We would have… we should have… we could have… but each time, we ran out of time.
We humans are capable of great foolhardiness. We make big mistakes every now and then. All you have to do is read a little history and you will find us doing – collectively and individually – such dumb things as to take your breath away.
Take Mengistu’s war with Eritrean rebels in the seventies and eighties, for example. His own advisors and officers begged him to negotiate with Issayas long before his campaign started to show some cracks; he had them shot all of them… So reckless and hopeless! The consequences of that long war have never been grasped because there wasn’t time.
But there is another and simpler reason the war has been forgotten: people wanted to forget it. It had gone on for so many years, had destroyed so much, had killed so many, when it came to an end, people were glad to be rid of everything about it. In the solemn atmosphere that followed nobody sobbed “We lost the war.” What they all said instead was, “The war is over”, and life continued on that track as though the war had never happened.
Looking back at it now, we just open our mouths and wonder: What a waste?
In our private lives, errors are corrected more readily and more easily – without too much suffering.
The poorly qualified mechanic opens a garage, and soon goes out of business. The bad cook opens a restaurant, and she quickly loses her life time savings. The man forgets his laptop in the bus… the drunk driver… the dentist with bad breath… the blind barber…All these will face consequences and pay for their foolishness.
But in public life – that is, in our collective lives – mistakes are not readily corrected. Instead, they’re made the law of the land. They’re obligatory. That’s the big advantage – and the terrible temptation – of allowing governments to boss us around.
They can mess up things and do things that we would never… ever… do ourselves – if we had any real choice in the matter. They can do things that we know, instinctively, won’t work, things that are stupid, and catastrophic…

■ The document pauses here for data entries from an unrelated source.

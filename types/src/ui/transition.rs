//! Screen transition effects played when the top-level flow changes.

use std::time::Duration;

use super::animation::{AnimPhase, EffectTimer};

#[derive(Debug, Clone, Copy, PartialEq, Eq)]
pub enum TransitionKind {
    /// Content fades in while scaling up slightly toward full size.
    Settle,
    /// Content rises from the bottom edge.
    Rise,
}

#[derive(Debug, Clone)]
pub struct ScreenTransition {
    kind: TransitionKind,
    timer: EffectTimer,
}

impl ScreenTransition {
    #[must_use]
    pub fn settle(duration: Duration) -> Self {
        Self {
            kind: TransitionKind::Settle,
            timer: EffectTimer::new(duration),
        }
    }

    #[must_use]
    pub fn rise(duration: Duration) -> Self {
        Self {
            kind: TransitionKind::Rise,
            timer: EffectTimer::new(duration),
        }
    }

    pub fn advance(&mut self, delta: Duration) {
        self.timer.advance(delta);
    }

    #[must_use]
    pub fn phase(&self) -> AnimPhase {
        self.timer.phase()
    }

    #[must_use]
    pub fn progress(&self) -> f32 {
        self.timer.progress()
    }

    #[must_use]
    pub fn kind(&self) -> TransitionKind {
        self.kind
    }
}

For the last 30 years, our political elites downplayed ethnic cleavage and gave priority to ethnic identity ties. It was easy to predict that their unwillingness to create a truly inclusive federal system revolving around individual rights, as opposed to group rights, would create political space for demagogues with easy solutions.
The appeal of ethnic nationalist leaders is that they give voice to the anger of the excluded. They offer a grand narrative as well as concrete, if misleading and often dangerous, fake solutions. Mainstream politicians will not regain lost ground until they offer serious solutions that provide room for hope. They should no longer hide behind the customary wait and see politics, but must be willing to be bold and entertain large-scale reforms in the way the domestic political and economic system is run.
The wider question, however, is whether a greater reliance on AA is really the solution to the EPRDF’s legitimacy deficit. If AA now has more freedom than ever to make the right decisions, the reverse is also true. If he fails, it will only be himself that is responsible.
Yes Dear Reader, as always time will thump us all if we remain inert …if public disorder is not tackled, if industry can’t take resources and add value to them, if parliamentarians fail to exercise their constitutional power… very little will get done. And we all know, time can’t be stretched, it can’t be printed, saved up, stitched up, or reasoned with.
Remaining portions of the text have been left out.